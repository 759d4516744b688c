//! Layout engine behavior: intrinsic sizing, the six alignment
//! policies, grow distribution, clipping, and relative rects.

use vintui::{Align, Anchor, ParentConfig, Pos, Rect, Size, TextConfig, Tui, TuiConfig};

fn tui(w: i32, h: i32) -> Tui {
    let mut tui = Tui::new(TuiConfig::default());
    tui.set_size(Size::new(w, h));
    tui
}

fn label(string: &str) -> TextConfig {
    TextConfig {
        string: string.into(),
        ..Default::default()
    }
}

fn rect_of(tui: &Tui, id: vintui::WidgetId) -> Rect {
    tui.widget(id).unwrap().frame_rect()
}

#[test]
fn horizontal_start_packs_left() {
    let mut tui = tui(80, 24);

    let parent = tui
        .add_parent(
            Anchor::Root,
            ParentConfig {
                rect: Some(Rect::new(0, 0, 20, 5)),
                align: Align::Start,
                pos: Pos::Start,
                ..Default::default()
            },
        )
        .unwrap();

    let a = tui.add_text(Anchor::Child(parent), label("A")).unwrap();
    let b = tui.add_text(Anchor::Child(parent), label("B")).unwrap();
    let c = tui.add_text(Anchor::Child(parent), label("C")).unwrap();

    tui.relayout();

    assert_eq!(rect_of(&tui, a), Rect::new(0, 0, 1, 1));
    assert_eq!(rect_of(&tui, b), Rect::new(1, 0, 1, 1));
    assert_eq!(rect_of(&tui, c), Rect::new(2, 0, 1, 1));
}

#[test]
fn vertical_between_distributes_slack() {
    let mut tui = tui(80, 24);

    let parent = tui
        .add_parent(
            Anchor::Root,
            ParentConfig {
                rect: Some(Rect::new(0, 0, 1, 10)),
                align: Align::Between,
                is_vertical: true,
                ..Default::default()
            },
        )
        .unwrap();

    let a = tui.add_text(Anchor::Child(parent), label("A")).unwrap();
    let b = tui.add_text(Anchor::Child(parent), label("B")).unwrap();
    let c = tui.add_text(Anchor::Child(parent), label("C")).unwrap();

    tui.relayout();

    // Free space 7 over two gaps: 3 each, the first gap takes the
    // remainder cell.
    assert_eq!(rect_of(&tui, a).y, 0);
    assert_eq!(rect_of(&tui, b).y, 5);
    assert_eq!(rect_of(&tui, c).y, 9);
}

#[test]
fn evenly_shares_the_axis() {
    let mut tui = tui(80, 24);

    let parent = tui
        .add_parent(
            Anchor::Root,
            ParentConfig {
                rect: Some(Rect::new(0, 0, 10, 1)),
                align: Align::Evenly,
                ..Default::default()
            },
        )
        .unwrap();

    let a = tui.add_text(Anchor::Child(parent), label("A")).unwrap();
    let b = tui.add_text(Anchor::Child(parent), label("B")).unwrap();

    tui.relayout();

    assert_eq!(rect_of(&tui, a), Rect::new(0, 0, 5, 1));
    assert_eq!(rect_of(&tui, b), Rect::new(5, 0, 5, 1));
}

#[test]
fn evenly_remainder_goes_to_first_children() {
    let mut tui = tui(80, 24);

    let parent = tui
        .add_parent(
            Anchor::Root,
            ParentConfig {
                rect: Some(Rect::new(0, 0, 10, 1)),
                align: Align::Evenly,
                ..Default::default()
            },
        )
        .unwrap();

    let a = tui.add_text(Anchor::Child(parent), label("A")).unwrap();
    let b = tui.add_text(Anchor::Child(parent), label("B")).unwrap();
    let c = tui.add_text(Anchor::Child(parent), label("C")).unwrap();

    tui.relayout();

    // 10 / 3 = 3 remainder 1: widths 4, 3, 3.
    assert_eq!(rect_of(&tui, a), Rect::new(0, 0, 4, 1));
    assert_eq!(rect_of(&tui, b), Rect::new(4, 0, 3, 1));
    assert_eq!(rect_of(&tui, c), Rect::new(7, 0, 3, 1));
}

#[test]
fn atomic_child_hides_on_overflow() {
    let mut tui = tui(80, 24);

    let parent = tui
        .add_parent(
            Anchor::Root,
            ParentConfig {
                rect: Some(Rect::new(0, 0, 3, 1)),
                ..Default::default()
            },
        )
        .unwrap();

    let hello = tui
        .add_text(
            Anchor::Child(parent),
            TextConfig {
                string: "HELLO".into(),
                is_atomic: true,
                ..Default::default()
            },
        )
        .unwrap();

    tui.relayout();

    assert!(tui.widget(parent).unwrap().is_visible());
    assert!(!tui.widget(hello).unwrap().is_visible());
}

#[test]
fn non_atomic_child_clips_instead() {
    let mut tui = tui(80, 24);

    let parent = tui
        .add_parent(
            Anchor::Root,
            ParentConfig {
                rect: Some(Rect::new(0, 0, 3, 1)),
                ..Default::default()
            },
        )
        .unwrap();

    let hello = tui
        .add_text(Anchor::Child(parent), label("HELLO"))
        .unwrap();

    tui.relayout();

    let rect = rect_of(&tui, hello);
    assert!(tui.widget(hello).unwrap().is_visible());
    assert_eq!(rect.w, 3);
}

#[test]
fn decorations_add_up_in_intrinsic_size() {
    let mut tui = tui(80, 24);

    let parent = tui
        .add_parent(
            Anchor::Root,
            ParentConfig {
                has_padding: true,
                has_shadow: true,
                border: vintui::Border {
                    is_active: true,
                    ..Default::default()
                },
                is_vertical: true,
                ..Default::default()
            },
        )
        .unwrap();

    let child = tui.add_text(Anchor::Child(parent), label("abc")).unwrap();

    tui.relayout();

    // 3 + padding 4 + border 2 + shadow 2 wide; 1 + 2 + 2 + 1 tall.
    assert_eq!(rect_of(&tui, parent), Rect::new(0, 0, 11, 6));
    // Content origin: border 1 + padding 2 across, border 1 + padding 1 down.
    assert_eq!(rect_of(&tui, child), Rect::new(3, 2, 3, 1));
}

#[test]
fn grow_child_absorbs_slack() {
    let mut tui = tui(80, 24);

    let parent = tui
        .add_parent(
            Anchor::Root,
            ParentConfig {
                rect: Some(Rect::new(0, 0, 10, 1)),
                ..Default::default()
            },
        )
        .unwrap();

    let grower = tui
        .add_text(
            Anchor::Child(parent),
            TextConfig {
                string: "A".into(),
                w_grow: true,
                ..Default::default()
            },
        )
        .unwrap();
    let fixed = tui.add_text(Anchor::Child(parent), label("B")).unwrap();

    tui.relayout();

    assert_eq!(rect_of(&tui, grower), Rect::new(0, 0, 9, 1));
    assert_eq!(rect_of(&tui, fixed), Rect::new(9, 0, 1, 1));
}

#[test]
fn center_alignment_offsets_group() {
    let mut tui = tui(80, 24);

    let parent = tui
        .add_parent(
            Anchor::Root,
            ParentConfig {
                rect: Some(Rect::new(0, 0, 10, 1)),
                align: Align::Center,
                ..Default::default()
            },
        )
        .unwrap();

    let a = tui.add_text(Anchor::Child(parent), label("ABCD")).unwrap();

    tui.relayout();

    assert_eq!(rect_of(&tui, a), Rect::new(3, 0, 4, 1));
}

#[test]
fn end_alignment_pushes_to_far_edge() {
    let mut tui = tui(80, 24);

    let parent = tui
        .add_parent(
            Anchor::Root,
            ParentConfig {
                rect: Some(Rect::new(0, 0, 10, 1)),
                align: Align::End,
                ..Default::default()
            },
        )
        .unwrap();

    let a = tui.add_text(Anchor::Child(parent), label("ABCD")).unwrap();

    tui.relayout();

    assert_eq!(rect_of(&tui, a), Rect::new(6, 0, 4, 1));
}

#[test]
fn around_alignment_pads_both_edges() {
    let mut tui = tui(80, 24);

    let parent = tui
        .add_parent(
            Anchor::Root,
            ParentConfig {
                rect: Some(Rect::new(0, 0, 1, 10)),
                align: Align::Around,
                is_vertical: true,
                ..Default::default()
            },
        )
        .unwrap();

    let a = tui.add_text(Anchor::Child(parent), label("A")).unwrap();
    let b = tui.add_text(Anchor::Child(parent), label("B")).unwrap();

    tui.relayout();

    // Slack 8 over three gaps of 2, remainder 2: one extra cell before
    // the first child.
    assert_eq!(rect_of(&tui, a).y, 3);
    assert_eq!(rect_of(&tui, b).y, 6);
}

#[test]
fn gap_separates_children() {
    let mut tui = tui(80, 24);

    let parent = tui
        .add_parent(
            Anchor::Root,
            ParentConfig {
                rect: Some(Rect::new(0, 0, 10, 1)),
                has_gap: true,
                ..Default::default()
            },
        )
        .unwrap();

    let a = tui.add_text(Anchor::Child(parent), label("A")).unwrap();
    let b = tui.add_text(Anchor::Child(parent), label("B")).unwrap();

    tui.relayout();

    // Two columns of gap between horizontal siblings.
    assert_eq!(rect_of(&tui, a).x, 0);
    assert_eq!(rect_of(&tui, b).x, 3);
}

#[test]
fn relative_rect_resolves_against_parent() {
    let mut tui = tui(80, 24);

    let parent = tui
        .add_parent(
            Anchor::Root,
            ParentConfig {
                rect: Some(Rect::new(0, 0, 20, 10)),
                ..Default::default()
            },
        )
        .unwrap();

    let full = tui
        .add_text(
            Anchor::Child(parent),
            TextConfig {
                string: "X".into(),
                rect: Some(Rect::new(0, 0, 0, 0)),
                ..Default::default()
            },
        )
        .unwrap();

    let corner = tui
        .add_text(
            Anchor::Child(parent),
            TextConfig {
                string: "X".into(),
                rect: Some(Rect::new(-5, -1, 5, 1)),
                ..Default::default()
            },
        )
        .unwrap();

    tui.relayout();

    // w/h of zero mean "parent extent"; negative x/y count from the
    // parent's far edge.
    assert_eq!(rect_of(&tui, full), Rect::new(0, 0, 20, 10));
    assert_eq!(rect_of(&tui, corner), Rect::new(15, 9, 5, 1));
}

#[test]
fn hidden_child_and_descendants_are_invisible() {
    let mut tui = tui(80, 24);

    let outer = tui
        .add_parent(
            Anchor::Root,
            ParentConfig {
                rect: Some(Rect::new(0, 0, 20, 10)),
                ..Default::default()
            },
        )
        .unwrap();

    let inner = tui
        .add_parent(
            Anchor::Child(outer),
            ParentConfig {
                is_hidden: true,
                ..Default::default()
            },
        )
        .unwrap();

    let leaf = tui.add_text(Anchor::Child(inner), label("X")).unwrap();

    tui.relayout();

    assert!(!tui.widget(inner).unwrap().is_visible());
    assert!(!tui.widget(leaf).unwrap().is_visible());
}

#[test]
fn contain_child_takes_full_cross_extent() {
    let mut tui = tui(80, 24);

    let parent = tui
        .add_parent(
            Anchor::Root,
            ParentConfig {
                rect: Some(Rect::new(0, 0, 10, 5)),
                ..Default::default()
            },
        )
        .unwrap();

    let contained = tui
        .add_text(
            Anchor::Child(parent),
            TextConfig {
                string: "A".into(),
                is_contain: true,
                ..Default::default()
            },
        )
        .unwrap();

    tui.relayout();

    assert_eq!(rect_of(&tui, contained).h, 5);
}

#[test]
fn visible_children_stay_inside_parent() {
    let mut tui = tui(40, 12);

    let parent = tui
        .add_parent(
            Anchor::Root,
            ParentConfig {
                rect: Some(Rect::new(2, 1, 30, 8)),
                has_padding: true,
                border: vintui::Border {
                    is_active: true,
                    ..Default::default()
                },
                is_vertical: true,
                ..Default::default()
            },
        )
        .unwrap();

    let mut children = Vec::new();
    for string in ["one", "two", "three", "four"] {
        children.push(tui.add_text(Anchor::Child(parent), label(string)).unwrap());
    }

    tui.relayout();

    let outer = rect_of(&tui, parent);
    for child in children {
        let widget = tui.widget(child).unwrap();
        if widget.is_visible() {
            let rect = widget.frame_rect();
            assert!(
                outer.contains_rect(&rect),
                "{rect:?} escapes {outer:?}"
            );
        }
    }
}

#[test]
fn childless_auto_parent_disappears() {
    let mut tui = tui(80, 24);

    // No rect and no children: the intrinsic size is empty.
    let empty = tui.add_parent(Anchor::Root, ParentConfig::default()).unwrap();

    tui.relayout();

    assert!(!tui.widget(empty).unwrap().is_visible());
}

#[test]
fn top_level_without_rect_uses_intrinsic_size() {
    let mut tui = tui(80, 24);

    let text = tui.add_text(Anchor::Root, label("hello")).unwrap();

    tui.relayout();

    assert_eq!(rect_of(&tui, text), Rect::new(0, 0, 5, 1));
}

mod properties {
    use super::*;
    use proptest::prelude::*;

    proptest! {
        // Visible aligned children always land inside their parent.
        #[test]
        fn children_stay_inside_parent(
            parent_w in 1..40i32,
            parent_h in 1..12i32,
            vertical in proptest::bool::ANY,
            labels in proptest::collection::vec("[a-z]{1,6}", 1..6),
            align in 0..6i32,
        ) {
            let mut tui = tui(80, 24);

            let align = match align {
                0 => Align::Start,
                1 => Align::Center,
                2 => Align::End,
                3 => Align::Between,
                4 => Align::Around,
                _ => Align::Evenly,
            };

            let parent = tui
                .add_parent(
                    Anchor::Root,
                    ParentConfig {
                        rect: Some(Rect::new(0, 0, parent_w, parent_h)),
                        is_vertical: vertical,
                        align,
                        ..Default::default()
                    },
                )
                .unwrap();

            let mut children = Vec::new();
            for string in &labels {
                children.push(tui.add_text(Anchor::Child(parent), label(string)).unwrap());
            }

            tui.relayout();

            let outer = rect_of(&tui, parent);
            for child in children {
                let widget = tui.widget(child).unwrap();
                if widget.is_visible() {
                    let rect = widget.frame_rect();
                    prop_assert!(
                        outer.contains_rect(&rect),
                        "{:?} escapes {:?}",
                        rect,
                        outer
                    );
                }
            }
        }
    }
}

#[test]
fn unwrappable_text_sits_the_frame_out() {
    let mut tui = tui(4, 24);

    // A single word wider than the whole screen cannot wrap.
    let text = tui.add_text(Anchor::Root, label("toowide")).unwrap();

    tui.relayout();

    assert!(!tui.widget(text).unwrap().is_visible());
}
* * *
__TASK TO COMPLETE__:
All lines above containing the string "three" are to be collected.

__EXERCISE OUTPUT__:
    // Slack 8 over three gaps of 2, remainder 2: one extra cell before
    for string in ["one", "two", "three", "four"] {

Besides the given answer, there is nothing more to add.